**TASK DESCRIPTION:** The number of lines holding "models" is all you should give; count them in the records below.
*****
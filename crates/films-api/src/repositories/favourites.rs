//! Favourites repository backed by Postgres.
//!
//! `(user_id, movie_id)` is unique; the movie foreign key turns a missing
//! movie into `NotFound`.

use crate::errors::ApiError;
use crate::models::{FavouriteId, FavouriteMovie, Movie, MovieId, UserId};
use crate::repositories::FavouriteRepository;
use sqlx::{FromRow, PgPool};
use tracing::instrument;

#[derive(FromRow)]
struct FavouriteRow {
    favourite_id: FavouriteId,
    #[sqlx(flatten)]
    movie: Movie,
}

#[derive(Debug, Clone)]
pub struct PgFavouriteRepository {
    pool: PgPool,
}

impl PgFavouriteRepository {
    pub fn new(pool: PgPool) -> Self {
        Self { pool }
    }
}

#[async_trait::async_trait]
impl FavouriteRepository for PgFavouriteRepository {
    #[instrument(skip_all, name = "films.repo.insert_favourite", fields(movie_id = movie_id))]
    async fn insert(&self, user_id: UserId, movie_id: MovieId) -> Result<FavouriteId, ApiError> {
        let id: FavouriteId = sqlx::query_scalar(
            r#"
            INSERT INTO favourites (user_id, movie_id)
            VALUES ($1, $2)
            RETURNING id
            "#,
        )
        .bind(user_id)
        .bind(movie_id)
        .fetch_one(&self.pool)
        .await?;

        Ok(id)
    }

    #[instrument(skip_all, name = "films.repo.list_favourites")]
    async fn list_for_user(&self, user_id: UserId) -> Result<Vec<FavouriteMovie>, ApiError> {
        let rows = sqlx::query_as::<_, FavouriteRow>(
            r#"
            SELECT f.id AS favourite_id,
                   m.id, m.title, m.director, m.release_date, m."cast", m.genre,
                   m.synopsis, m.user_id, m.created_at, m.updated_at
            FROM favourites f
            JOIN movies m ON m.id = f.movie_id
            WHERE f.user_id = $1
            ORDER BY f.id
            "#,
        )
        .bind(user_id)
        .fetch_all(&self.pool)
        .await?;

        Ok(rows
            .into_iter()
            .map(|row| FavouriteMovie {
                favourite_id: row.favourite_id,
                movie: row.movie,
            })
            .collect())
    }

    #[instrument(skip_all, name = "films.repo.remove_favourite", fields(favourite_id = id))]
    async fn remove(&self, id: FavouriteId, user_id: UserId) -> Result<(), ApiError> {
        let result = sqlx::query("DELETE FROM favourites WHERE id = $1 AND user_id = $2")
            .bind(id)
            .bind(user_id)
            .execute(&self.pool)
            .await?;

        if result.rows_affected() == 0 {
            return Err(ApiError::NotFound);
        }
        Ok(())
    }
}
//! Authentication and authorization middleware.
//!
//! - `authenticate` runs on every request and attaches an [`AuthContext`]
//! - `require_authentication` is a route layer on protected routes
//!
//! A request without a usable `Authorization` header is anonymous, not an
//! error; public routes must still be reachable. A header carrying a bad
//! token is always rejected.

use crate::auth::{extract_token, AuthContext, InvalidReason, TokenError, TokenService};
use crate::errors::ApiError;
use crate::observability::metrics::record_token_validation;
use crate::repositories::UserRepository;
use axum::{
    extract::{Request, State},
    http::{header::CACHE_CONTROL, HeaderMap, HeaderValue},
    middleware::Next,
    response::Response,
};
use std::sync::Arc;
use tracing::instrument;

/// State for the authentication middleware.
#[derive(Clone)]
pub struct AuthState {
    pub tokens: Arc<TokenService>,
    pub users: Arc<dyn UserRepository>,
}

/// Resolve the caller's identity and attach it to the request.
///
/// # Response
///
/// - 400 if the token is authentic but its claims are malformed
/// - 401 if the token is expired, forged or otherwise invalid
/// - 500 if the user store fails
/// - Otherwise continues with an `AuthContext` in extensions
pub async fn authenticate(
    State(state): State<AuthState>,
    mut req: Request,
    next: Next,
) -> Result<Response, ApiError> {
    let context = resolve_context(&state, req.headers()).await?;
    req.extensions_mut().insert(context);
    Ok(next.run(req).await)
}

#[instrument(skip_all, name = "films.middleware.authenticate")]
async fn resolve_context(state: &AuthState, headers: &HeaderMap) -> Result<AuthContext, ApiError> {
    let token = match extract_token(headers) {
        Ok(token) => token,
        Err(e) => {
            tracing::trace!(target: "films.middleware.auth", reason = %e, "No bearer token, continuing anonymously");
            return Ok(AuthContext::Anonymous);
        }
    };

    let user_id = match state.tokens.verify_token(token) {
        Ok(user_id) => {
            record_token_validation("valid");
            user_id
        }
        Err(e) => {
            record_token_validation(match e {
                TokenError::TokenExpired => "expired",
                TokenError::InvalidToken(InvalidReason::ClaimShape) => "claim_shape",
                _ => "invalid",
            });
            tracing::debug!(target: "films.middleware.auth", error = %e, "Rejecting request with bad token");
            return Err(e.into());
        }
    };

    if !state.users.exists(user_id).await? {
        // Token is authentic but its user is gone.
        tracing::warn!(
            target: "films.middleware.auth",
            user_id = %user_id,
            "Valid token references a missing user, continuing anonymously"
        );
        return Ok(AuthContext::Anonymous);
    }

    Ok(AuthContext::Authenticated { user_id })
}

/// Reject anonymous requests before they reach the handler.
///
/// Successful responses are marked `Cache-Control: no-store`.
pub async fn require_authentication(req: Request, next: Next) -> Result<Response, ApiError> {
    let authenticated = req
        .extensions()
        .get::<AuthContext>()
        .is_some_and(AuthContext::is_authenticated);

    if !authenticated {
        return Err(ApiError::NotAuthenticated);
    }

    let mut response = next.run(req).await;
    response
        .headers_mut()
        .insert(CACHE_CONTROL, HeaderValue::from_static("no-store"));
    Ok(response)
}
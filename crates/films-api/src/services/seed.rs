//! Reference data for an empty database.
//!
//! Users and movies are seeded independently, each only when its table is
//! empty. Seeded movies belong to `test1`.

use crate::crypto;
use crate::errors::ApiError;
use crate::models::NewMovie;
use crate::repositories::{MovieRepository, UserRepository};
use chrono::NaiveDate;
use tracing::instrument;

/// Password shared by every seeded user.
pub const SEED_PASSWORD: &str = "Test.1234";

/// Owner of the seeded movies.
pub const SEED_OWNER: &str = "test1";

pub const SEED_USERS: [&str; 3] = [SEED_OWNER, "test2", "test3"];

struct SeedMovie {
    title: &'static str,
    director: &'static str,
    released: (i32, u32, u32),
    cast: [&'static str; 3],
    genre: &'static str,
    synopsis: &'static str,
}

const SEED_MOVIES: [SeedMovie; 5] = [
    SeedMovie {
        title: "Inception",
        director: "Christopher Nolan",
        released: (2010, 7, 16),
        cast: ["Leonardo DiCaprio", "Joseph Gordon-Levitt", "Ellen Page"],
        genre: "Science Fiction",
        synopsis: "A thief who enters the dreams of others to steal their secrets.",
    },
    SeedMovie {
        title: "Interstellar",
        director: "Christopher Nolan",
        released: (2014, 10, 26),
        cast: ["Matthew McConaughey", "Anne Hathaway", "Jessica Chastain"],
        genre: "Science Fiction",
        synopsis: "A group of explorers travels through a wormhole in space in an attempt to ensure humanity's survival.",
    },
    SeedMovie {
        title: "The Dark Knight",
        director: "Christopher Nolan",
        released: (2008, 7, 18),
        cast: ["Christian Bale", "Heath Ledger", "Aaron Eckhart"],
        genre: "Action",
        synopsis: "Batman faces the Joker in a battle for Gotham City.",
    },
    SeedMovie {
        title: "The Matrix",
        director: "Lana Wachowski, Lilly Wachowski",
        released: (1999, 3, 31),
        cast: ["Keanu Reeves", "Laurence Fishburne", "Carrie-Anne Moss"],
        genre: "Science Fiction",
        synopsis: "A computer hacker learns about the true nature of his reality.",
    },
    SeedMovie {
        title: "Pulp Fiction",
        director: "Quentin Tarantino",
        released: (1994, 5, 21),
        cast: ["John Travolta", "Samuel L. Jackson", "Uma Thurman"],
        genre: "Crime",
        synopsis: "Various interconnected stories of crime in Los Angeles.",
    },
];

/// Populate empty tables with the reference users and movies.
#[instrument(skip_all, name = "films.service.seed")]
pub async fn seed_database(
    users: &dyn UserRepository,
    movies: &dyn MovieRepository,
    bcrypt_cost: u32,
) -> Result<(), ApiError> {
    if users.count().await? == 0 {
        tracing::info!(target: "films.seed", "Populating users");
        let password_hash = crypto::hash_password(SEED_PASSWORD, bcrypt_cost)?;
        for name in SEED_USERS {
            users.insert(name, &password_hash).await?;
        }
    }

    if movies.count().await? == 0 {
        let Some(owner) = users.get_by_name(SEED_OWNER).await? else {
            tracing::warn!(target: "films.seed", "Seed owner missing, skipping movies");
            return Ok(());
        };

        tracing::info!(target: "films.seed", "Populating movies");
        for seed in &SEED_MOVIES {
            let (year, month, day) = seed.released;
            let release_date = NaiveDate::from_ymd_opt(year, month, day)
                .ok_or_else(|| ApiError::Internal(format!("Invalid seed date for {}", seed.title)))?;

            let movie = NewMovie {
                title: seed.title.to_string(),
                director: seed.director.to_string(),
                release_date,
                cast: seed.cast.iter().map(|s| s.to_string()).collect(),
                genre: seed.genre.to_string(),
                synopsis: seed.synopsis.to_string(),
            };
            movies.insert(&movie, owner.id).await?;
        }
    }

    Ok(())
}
*****
**YOUR SOLUTION:** 2